[Stored data]
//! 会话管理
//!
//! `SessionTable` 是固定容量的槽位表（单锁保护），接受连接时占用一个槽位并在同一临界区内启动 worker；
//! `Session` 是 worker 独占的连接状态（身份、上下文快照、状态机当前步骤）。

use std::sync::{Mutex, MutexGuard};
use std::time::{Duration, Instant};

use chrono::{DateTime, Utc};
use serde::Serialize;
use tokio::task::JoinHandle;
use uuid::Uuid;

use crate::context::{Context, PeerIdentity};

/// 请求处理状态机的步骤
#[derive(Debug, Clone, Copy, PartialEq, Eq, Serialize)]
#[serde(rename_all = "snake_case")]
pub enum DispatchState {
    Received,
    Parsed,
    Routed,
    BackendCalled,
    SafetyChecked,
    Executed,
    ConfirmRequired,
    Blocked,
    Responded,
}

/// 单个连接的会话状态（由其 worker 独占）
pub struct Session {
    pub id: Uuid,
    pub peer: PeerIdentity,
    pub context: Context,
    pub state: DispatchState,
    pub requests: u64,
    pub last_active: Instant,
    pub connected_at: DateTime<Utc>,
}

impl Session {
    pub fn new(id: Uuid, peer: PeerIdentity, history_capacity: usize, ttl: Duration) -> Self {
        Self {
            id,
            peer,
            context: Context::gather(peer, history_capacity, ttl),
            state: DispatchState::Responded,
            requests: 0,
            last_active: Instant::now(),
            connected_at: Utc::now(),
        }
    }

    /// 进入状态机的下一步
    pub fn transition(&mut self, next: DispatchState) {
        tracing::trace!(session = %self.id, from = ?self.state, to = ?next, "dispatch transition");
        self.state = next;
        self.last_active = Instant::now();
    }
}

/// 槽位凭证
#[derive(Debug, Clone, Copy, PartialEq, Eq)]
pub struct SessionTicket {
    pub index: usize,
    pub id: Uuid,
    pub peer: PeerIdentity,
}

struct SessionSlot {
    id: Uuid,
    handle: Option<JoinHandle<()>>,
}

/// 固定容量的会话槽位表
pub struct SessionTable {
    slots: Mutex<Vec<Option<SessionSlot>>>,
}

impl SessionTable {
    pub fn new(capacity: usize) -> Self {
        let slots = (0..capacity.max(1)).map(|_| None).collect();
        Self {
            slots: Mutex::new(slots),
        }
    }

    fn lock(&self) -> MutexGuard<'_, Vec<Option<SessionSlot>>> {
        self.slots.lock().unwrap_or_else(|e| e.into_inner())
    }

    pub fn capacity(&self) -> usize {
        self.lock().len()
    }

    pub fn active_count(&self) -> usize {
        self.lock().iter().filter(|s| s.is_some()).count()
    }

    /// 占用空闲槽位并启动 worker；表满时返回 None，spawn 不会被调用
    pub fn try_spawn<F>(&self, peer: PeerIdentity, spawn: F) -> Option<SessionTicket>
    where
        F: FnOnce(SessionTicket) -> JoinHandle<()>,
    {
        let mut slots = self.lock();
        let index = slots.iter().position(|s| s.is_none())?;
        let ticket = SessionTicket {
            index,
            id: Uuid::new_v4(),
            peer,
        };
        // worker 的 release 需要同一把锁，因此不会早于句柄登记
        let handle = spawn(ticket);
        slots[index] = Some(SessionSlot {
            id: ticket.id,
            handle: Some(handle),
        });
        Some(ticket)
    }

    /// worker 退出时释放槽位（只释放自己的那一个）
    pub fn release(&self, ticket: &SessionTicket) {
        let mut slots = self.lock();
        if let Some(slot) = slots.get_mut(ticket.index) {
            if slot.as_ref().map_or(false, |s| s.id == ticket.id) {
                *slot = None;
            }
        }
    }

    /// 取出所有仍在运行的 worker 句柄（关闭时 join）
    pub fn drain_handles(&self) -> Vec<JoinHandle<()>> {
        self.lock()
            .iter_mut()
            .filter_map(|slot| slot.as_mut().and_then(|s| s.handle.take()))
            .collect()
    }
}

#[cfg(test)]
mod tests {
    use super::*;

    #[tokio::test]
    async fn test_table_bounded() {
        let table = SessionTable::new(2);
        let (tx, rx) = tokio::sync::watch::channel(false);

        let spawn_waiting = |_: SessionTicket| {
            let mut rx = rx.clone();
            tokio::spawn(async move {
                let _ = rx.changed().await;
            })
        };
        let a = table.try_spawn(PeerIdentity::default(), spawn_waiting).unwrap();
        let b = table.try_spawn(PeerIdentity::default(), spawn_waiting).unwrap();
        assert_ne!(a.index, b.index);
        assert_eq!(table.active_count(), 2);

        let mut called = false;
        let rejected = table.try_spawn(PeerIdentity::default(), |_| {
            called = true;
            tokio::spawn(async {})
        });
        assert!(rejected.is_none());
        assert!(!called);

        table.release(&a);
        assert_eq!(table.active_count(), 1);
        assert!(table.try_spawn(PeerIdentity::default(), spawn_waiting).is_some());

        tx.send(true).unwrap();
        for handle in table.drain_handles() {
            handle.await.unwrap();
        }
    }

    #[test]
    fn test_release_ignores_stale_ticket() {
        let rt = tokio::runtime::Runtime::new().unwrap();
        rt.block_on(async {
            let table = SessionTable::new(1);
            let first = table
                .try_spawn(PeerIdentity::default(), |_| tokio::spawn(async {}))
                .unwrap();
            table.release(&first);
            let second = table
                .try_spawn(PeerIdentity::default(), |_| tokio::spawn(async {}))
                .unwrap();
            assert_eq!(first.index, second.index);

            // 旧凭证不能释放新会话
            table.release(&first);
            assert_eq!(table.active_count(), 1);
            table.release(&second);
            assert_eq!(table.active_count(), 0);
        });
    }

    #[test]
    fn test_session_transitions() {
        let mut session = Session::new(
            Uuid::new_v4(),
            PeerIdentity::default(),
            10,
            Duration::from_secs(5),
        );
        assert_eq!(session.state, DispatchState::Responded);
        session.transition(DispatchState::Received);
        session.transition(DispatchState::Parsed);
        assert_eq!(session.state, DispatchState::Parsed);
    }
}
--
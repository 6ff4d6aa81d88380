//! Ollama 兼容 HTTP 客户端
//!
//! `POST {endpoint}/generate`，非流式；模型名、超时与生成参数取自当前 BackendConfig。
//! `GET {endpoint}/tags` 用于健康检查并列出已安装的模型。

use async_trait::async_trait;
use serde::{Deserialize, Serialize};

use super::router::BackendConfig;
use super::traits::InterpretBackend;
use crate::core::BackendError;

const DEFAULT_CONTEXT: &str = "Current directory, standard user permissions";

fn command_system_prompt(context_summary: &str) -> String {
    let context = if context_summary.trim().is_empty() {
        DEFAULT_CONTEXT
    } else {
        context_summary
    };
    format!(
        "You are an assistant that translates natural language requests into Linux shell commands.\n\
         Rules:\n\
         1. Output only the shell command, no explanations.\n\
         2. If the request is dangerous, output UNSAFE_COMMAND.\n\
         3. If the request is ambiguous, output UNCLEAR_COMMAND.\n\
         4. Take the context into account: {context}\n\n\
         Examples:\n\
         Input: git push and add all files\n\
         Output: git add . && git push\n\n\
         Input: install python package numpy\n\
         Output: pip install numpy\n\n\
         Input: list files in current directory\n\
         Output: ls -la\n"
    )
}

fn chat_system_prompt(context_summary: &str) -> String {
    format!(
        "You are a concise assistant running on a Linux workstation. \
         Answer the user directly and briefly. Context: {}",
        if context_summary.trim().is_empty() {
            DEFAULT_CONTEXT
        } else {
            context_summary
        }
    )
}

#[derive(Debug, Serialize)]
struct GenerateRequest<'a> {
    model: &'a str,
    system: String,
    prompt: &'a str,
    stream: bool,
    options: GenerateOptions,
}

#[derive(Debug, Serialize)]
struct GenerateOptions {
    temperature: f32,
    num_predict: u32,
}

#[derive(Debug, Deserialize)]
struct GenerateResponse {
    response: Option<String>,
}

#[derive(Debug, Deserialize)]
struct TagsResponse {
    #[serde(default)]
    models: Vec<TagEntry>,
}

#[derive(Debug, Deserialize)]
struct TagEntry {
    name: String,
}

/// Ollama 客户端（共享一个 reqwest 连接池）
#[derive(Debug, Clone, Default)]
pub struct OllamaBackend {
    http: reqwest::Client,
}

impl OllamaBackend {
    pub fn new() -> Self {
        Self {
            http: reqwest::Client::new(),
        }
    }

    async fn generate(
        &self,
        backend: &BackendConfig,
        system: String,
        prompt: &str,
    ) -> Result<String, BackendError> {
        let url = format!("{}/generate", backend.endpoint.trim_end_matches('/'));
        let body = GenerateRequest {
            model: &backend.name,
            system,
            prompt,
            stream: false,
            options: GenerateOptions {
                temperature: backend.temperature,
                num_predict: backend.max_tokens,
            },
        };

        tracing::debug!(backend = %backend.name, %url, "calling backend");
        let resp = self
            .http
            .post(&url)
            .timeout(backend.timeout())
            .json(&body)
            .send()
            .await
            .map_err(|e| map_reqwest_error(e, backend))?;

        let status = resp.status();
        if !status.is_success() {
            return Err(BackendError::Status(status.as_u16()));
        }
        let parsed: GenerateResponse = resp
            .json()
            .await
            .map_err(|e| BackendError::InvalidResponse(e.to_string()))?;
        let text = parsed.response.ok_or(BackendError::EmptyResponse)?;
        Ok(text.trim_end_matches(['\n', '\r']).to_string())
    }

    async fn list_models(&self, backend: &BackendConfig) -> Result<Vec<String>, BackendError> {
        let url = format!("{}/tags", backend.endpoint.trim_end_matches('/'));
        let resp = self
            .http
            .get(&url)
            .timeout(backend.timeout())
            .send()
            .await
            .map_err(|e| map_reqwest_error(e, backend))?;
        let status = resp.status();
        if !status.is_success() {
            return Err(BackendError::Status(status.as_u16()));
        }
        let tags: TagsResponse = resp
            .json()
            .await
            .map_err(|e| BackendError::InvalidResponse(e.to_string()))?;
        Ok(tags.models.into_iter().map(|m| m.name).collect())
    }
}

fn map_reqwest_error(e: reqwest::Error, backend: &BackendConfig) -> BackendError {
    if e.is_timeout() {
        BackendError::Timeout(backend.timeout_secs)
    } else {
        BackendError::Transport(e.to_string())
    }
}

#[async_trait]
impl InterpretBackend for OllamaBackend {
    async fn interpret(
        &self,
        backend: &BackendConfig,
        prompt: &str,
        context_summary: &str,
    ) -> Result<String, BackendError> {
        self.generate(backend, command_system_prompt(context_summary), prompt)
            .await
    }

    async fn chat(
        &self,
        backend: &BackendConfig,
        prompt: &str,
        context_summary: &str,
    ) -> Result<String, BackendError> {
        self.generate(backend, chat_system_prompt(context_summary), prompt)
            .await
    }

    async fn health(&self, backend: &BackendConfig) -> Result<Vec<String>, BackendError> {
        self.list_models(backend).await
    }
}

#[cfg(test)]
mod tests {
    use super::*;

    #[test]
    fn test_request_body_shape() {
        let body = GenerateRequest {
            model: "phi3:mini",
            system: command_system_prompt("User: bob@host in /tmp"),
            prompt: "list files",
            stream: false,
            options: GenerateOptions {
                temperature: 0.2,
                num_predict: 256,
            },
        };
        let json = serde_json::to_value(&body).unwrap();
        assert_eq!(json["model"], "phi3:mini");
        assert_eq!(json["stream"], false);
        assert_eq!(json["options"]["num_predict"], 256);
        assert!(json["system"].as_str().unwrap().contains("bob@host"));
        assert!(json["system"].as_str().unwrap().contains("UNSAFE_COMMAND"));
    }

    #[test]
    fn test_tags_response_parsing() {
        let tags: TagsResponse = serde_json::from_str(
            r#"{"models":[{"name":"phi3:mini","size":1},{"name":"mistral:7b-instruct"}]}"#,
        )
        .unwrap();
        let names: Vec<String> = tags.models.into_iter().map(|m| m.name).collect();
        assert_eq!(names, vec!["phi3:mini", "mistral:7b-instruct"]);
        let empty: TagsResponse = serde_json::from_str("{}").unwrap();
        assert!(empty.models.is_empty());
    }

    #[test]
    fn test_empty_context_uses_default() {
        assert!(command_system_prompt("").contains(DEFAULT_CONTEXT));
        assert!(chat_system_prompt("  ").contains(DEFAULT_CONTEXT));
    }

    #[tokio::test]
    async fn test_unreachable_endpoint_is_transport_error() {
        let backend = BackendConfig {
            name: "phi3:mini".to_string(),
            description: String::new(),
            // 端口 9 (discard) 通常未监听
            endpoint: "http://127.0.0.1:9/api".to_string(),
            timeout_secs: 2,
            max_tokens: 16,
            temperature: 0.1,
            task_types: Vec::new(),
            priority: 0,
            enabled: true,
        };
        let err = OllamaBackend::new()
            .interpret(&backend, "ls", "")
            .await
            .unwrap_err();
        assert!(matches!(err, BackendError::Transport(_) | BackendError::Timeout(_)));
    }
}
...
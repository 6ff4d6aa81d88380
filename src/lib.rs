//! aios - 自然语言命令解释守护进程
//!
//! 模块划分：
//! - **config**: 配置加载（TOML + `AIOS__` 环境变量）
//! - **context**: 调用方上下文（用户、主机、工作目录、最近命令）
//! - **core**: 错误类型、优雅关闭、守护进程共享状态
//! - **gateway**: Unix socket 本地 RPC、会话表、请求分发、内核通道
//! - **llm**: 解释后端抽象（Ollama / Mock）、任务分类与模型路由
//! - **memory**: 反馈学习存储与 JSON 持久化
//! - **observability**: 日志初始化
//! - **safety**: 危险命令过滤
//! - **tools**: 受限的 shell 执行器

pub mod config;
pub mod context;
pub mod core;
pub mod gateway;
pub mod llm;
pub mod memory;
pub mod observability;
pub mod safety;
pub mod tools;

EXERCISE PROMPT »
Of the lines above, retype only those from the line containing "let rejected = table.try_spawn(PeerIdentity::default(), |_|" through the line containing "assert_eq!(first.index, second.index);", including both, exactly.

RESULT »
        let rejected = table.try_spawn(PeerIdentity::default(), |_| {
            called = true;
            tokio::spawn(async {})
        });
        assert!(rejected.is_none());
        assert!(!called);

        table.release(&a);
        assert_eq!(table.active_count(), 1);
        assert!(table.try_spawn(PeerIdentity::default(), spawn_waiting).is_some());

        tx.send(true).unwrap();
        for handle in table.drain_handles() {
            handle.await.unwrap();
        }
    }

    #[test]
    fn test_release_ignores_stale_ticket() {
        let rt = tokio::runtime::Runtime::new().unwrap();
        rt.block_on(async {
            let table = SessionTable::new(1);
            let first = table
                .try_spawn(PeerIdentity::default(), |_| tokio::spawn(async {}))
                .unwrap();
            table.release(&first);
            let second = table
                .try_spawn(PeerIdentity::default(), |_| tokio::spawn(async {}))
                .unwrap();
            assert_eq!(first.index, second.index);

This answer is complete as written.